**YOUR ASSIGNMENT**
A stretch of the entries below is to be set down exactly, running from the line with "Runtime schema-driven entity" through the line with "from live schema", both included, and no other line.

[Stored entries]
********

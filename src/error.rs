//! Crate-wide error taxonomy.
//!
//! Binding failures carry enough context to name the offending table or
//! kind; collaborator failures (`sqlx`, the DDL parser) pass through
//! unwrapped.

use dyn_entity_sqlparse::sqlparser::parser::ParserError;
use thiserror::Error;

#[derive(Error, Debug)]
pub enum Error {
    #[error("Table '{0}' does not exist")]
    MissingTable(String),

    #[error("Table '{table}' cannot be bound: {reason}")]
    UnsupportedSchema { table: String, reason: String },

    #[error("Entity kind '{0}' has never been bound")]
    Unbound(&'static str),

    #[error("No connection registered under label '{0}'")]
    UnknownConnection(String),

    #[error("Connection string '{0}' matches no supported driver")]
    UnknownDriver(String),

    #[error("Entity carries no value in its key column '{0}'")]
    MissingKeyValue(String),

    #[error(transparent)]
    Database(#[from] sqlx::Error),

    #[error(transparent)]
    Parse(#[from] ParserError),
}
impl<K> DynamicEntity<K>
where
    K: EntityKind,
{
    /// Bind a fresh entity to `table` on the default connection.
    ///
    /// # Errors
    ///
    /// [`Error::MissingTable`] when the table does not exist,
    /// [`Error::UnsupportedSchema`] when its primary key is absent or
    /// composite, [`Error::UnknownConnection`] when no default connection
    /// is registered. Schema layer failures pass through unchanged.
    pub async fn bind(table: &str) -> Result<Self, Error> {
        Self::bind_on(table, None).await
    }

    /// Bind a fresh entity to `table`, consulting the named connection's
    /// schema (or the default connection's when `None`).
    ///
    /// # Errors
    ///
    /// See [`Self::bind`].
    pub async fn bind_on(table: &str, connection: Option<&str>) -> Result<Self, Error> {
        let handle = connection::handle(connection)?;
        Self::bind_with(&handle.schema(), table, connection, Attributes::new()).await
    }

    /// Bind a fresh entity to `table` on the default connection,
    /// pre-populated with attribute values.
    ///
    /// # Errors
    ///
    /// See [`Self::bind`].
    pub async fn bind_filled(table: &str, attributes: Attributes) -> Result<Self, Error> {
        let handle = connection::handle(None)?;
        Self::bind_with(&handle.schema(), table, None, attributes).await
    }

    /// Bind a fresh entity through an explicit schema introspector. This
    /// is the factory every other construction path funnels into; the
    /// convenience wrappers only differ in how they pick the introspector.
    ///
    /// Metadata is re-read from the introspector on every call. A binding
    /// therefore always reflects the schema as it was at bind time.
    ///
    /// # Errors
    ///
    /// See [`Self::bind`].
    pub async fn bind_with<S>(
        schema: &S,
        table: &str,
        connection: Option<&str>,
        attributes: Attributes,
    ) -> Result<Self, Error>
    where
        S: SchemaIntrospector,
    {
        registry::record::<K>(table, connection);

        if !schema.table_exists(table).await? {
            return Err(Error::MissingTable(table.to_string()));
        }

        let key_columns = schema.primary_key_columns(table).await?;
        let primary_key = match key_columns.as_slice() {
            [single] => single.clone(),
            [] => {
                return Err(Error::UnsupportedSchema {
                    table: table.to_string(),
                    reason: "the table declares no primary key".to_string(),
                });
            }
            _ => {
                return Err(Error::UnsupportedSchema {
                    table: table.to_string(),
                    reason: format!(
                        "composite primary key ({}), only single-column keys are supported",
                        key_columns.join(", ")
                    ),
                });
            }
        };

        let meta = schema.column_meta(table, &primary_key).await?;

        let binding = Binding::new(
            table.to_string(),
            connection.map(ToString::to_string),
            primary_key,
            KeyType::from(meta.scalar_type),
            meta.auto_increment,
        );

        debug!(
            kind = K::NAME,
            table,
            primary_key = binding.primary_key(),
            key_type = ?binding.key_type(),
            incrementing = binding.incrementing(),
            "resolved entity binding"
        );

        Ok(Self {
            marker: PhantomData,
            binding,
            attributes,
            exists: false,
        })
    }

    /// Construct a fresh instance bound to whatever table this kind was
    /// last bound to, re-reading schema metadata.
    ///
    /// # Errors
    ///
    /// [`Error::Unbound`] when nothing was bound for this kind yet,
    /// otherwise see [`Self::bind`].
    pub async fn rebind() -> Result<Self, Error> {
        let last = registry::last_bound::<K>()?;
        let handle = connection::handle(last.connection.as_deref())?;
        Self::bind_with(
            &handle.schema(),
            &last.table,
            last.connection.as_deref(),
            Attributes::new(),
        )
        .await
    }

    /// [`Self::rebind`] through an explicit schema introspector.
    ///
    /// # Errors
    ///
    /// See [`Self::rebind`].
    pub async fn rebind_with<S>(schema: &S) -> Result<Self, Error>
    where
        S: SchemaIntrospector,
    {
        let last = registry::last_bound::<K>()?;
        Self::bind_with(schema, &last.table, last.connection.as_deref(), Attributes::new()).await
    }

    /// A `SELECT` statement scoped to the last bound table, on its
    /// recorded connection.
    ///
    /// # Errors
    ///
    /// See [`Self::rebind`].
    pub async fn query() -> Result<Select<K>, Error> {
        Ok(Self::rebind().await?.select())
    }

    /// [`Self::query`] through an explicit schema introspector.
    ///
    /// # Errors
    ///
    /// See [`Self::rebind`].
    pub async fn query_with<S>(schema: &S) -> Result<Select<K>, Error>
    where
        S: SchemaIntrospector,
    {
        Ok(Self::rebind_with(schema).await?.select())
    }

    /// A `SELECT` statement scoped to the last bound table, consulting the
    /// named connection instead of the recorded one.
    ///
    /// # Errors
    ///
    /// See [`Self::rebind`].
    pub async fn on(connection: &str) -> Result<Select<K>, Error> {
        let last = registry::last_bound::<K>()?;
        let handle = connection::handle(Some(connection))?;
        let entity = Self::bind_with(
            &handle.schema(),
            &last.table,
            Some(connection),
            Attributes::new(),
        )
        .await?;

        Ok(entity.select())
    }

    /// A `SELECT` statement scoped to this instance's binding.
    #[must_use]
    pub fn select(&self) -> Select<K> {
        Select::new(self.binding.clone())
    }

    /// An unsaved copy of this entity: same binding, same attribute
    /// values except the primary key, the timestamp columns and any
    /// explicitly excluded ones.
    #[must_use]
    pub fn replicate(&self, except: &[&str]) -> Self {
        let mut attributes = self.attributes.clone();
        attributes.remove(self.binding.primary_key());
        attributes.remove(CREATED_AT);
        attributes.remove(UPDATED_AT);
        for column in except {
            attributes.remove(*column);
        }

        Self {
            marker: PhantomData,
            binding: self.binding.clone(),
            attributes,
            exists: false,
        }
    }

    pub(crate) fn hydrate(binding: Binding, row: &AnyRow) -> Result<Self, Error> {
        Ok(Self {
            marker: PhantomData,
            binding,
            attributes: row_to_attributes(row)?,
            exists: true,
        })
    }

    /// The resolved storage mapping of this instance.
    #[must_use]
    pub const fn binding(&self) -> &Binding {
        &self.binding
    }

    #[must_use]
    pub fn table(&self) -> &str {
        self.binding.table()
    }

    #[must_use]
    pub fn connection(&self) -> Option<&str> {
        self.binding.connection()
    }

    #[must_use]
    pub fn primary_key(&self) -> &str {
        self.binding.primary_key()
    }

    #[must_use]
    pub const fn key_type(&self) -> KeyType {
        self.binding.key_type()
    }

    #[must_use]
    pub const fn incrementing(&self) -> bool {
        self.binding.incrementing()
    }

    #[must_use]
    pub fn lookup_key(&self) -> &str {
        self.binding.lookup_key()
    }

    /// Whether this instance was hydrated from (or saved to) the database.
    #[must_use]
    pub const fn exists(&self) -> bool {
        self.exists
    }

    /// The value of the primary key column, when present and non-null.
    #[must_use]
    pub fn key(&self) -> Option<&ScalarValue> {
        self.attributes
            .get(self.binding.primary_key())
            .filter(|v| !v.is_null())
    }

    #[must_use]
    pub fn attribute(&self, name: &str) -> Option<&ScalarValue> {
        self.attributes.get(name)
    }

    pub fn set_attribute(&mut self, name: &str, value: impl Into<ScalarValue>) {
        self.attributes.insert(name.to_string(), value.into());
    }

    #[must_use]
    pub const fn attributes(&self) -> &Attributes {
        &self.attributes
    }
}
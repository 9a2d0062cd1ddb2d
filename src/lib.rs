//! Runtime schema-driven entity binding over `sqlx`.
//!
//! Most mapped entities carry their table name in their definition. A
//! [`DynamicEntity`](entity::DynamicEntity) instead receives its table
//! name at construction time and resolves the rest of its storage mapping
//! (primary key column, key type, auto-increment flag) from live schema
//! metadata, so application code can treat an arbitrary, not statically
//! known table as a first-class mapped entity.
//!
//! ```no_run
//! use dyn_entity::entity::{DynamicEntity, kind::EntityKind};
//! use dyn_entity::query::cond::Cond;
//!
//! struct Widgets;
//!
//! impl EntityKind for Widgets {
//!     const NAME: &'static str = "widgets";
//! }
//!
//! # async fn demo() -> Result<(), dyn_entity::Error> {
//! dyn_entity::connection::connect("sqlite://app.db").await?;
//!
//! let entity = DynamicEntity::<Widgets>::bind("widgets").await?;
//! assert_eq!(entity.primary_key(), "widget_id");
//!
//! let select = DynamicEntity::<Widgets>::query()
//!     .await?
//!     .filter(Cond::gt("qty", 5));
//! # let _ = select;
//! # Ok(())
//! # }
//! ```
//!
//! Binding is re-resolved from the schema on every construction; nothing
//! but the last bound table name per [entity kind](entity::kind) is cached
//! process-wide. That cache is what lets query hydration, replication and
//! bulk deletes reconstruct correctly bound instances without the caller
//! re-supplying the table name; it also means concurrently binding the
//! same kind to different tables is not supported.

pub mod connection;
pub mod entity;
pub mod error;
pub mod query;
pub(crate) mod registry;
pub mod schema;
pub mod value;

pub use entity::DynamicEntity;
pub use error::Error;

pub use sqlx;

********

**SOLUTION FOR THIS TASK**
//! Runtime schema-driven entity binding over `sqlx`.
//!
//! Most mapped entities carry their table name in their definition. A
//! [`DynamicEntity`](entity::DynamicEntity) instead receives its table
//! name at construction time and resolves the rest of its storage mapping
//! (primary key column, key type, auto-increment flag) from live schema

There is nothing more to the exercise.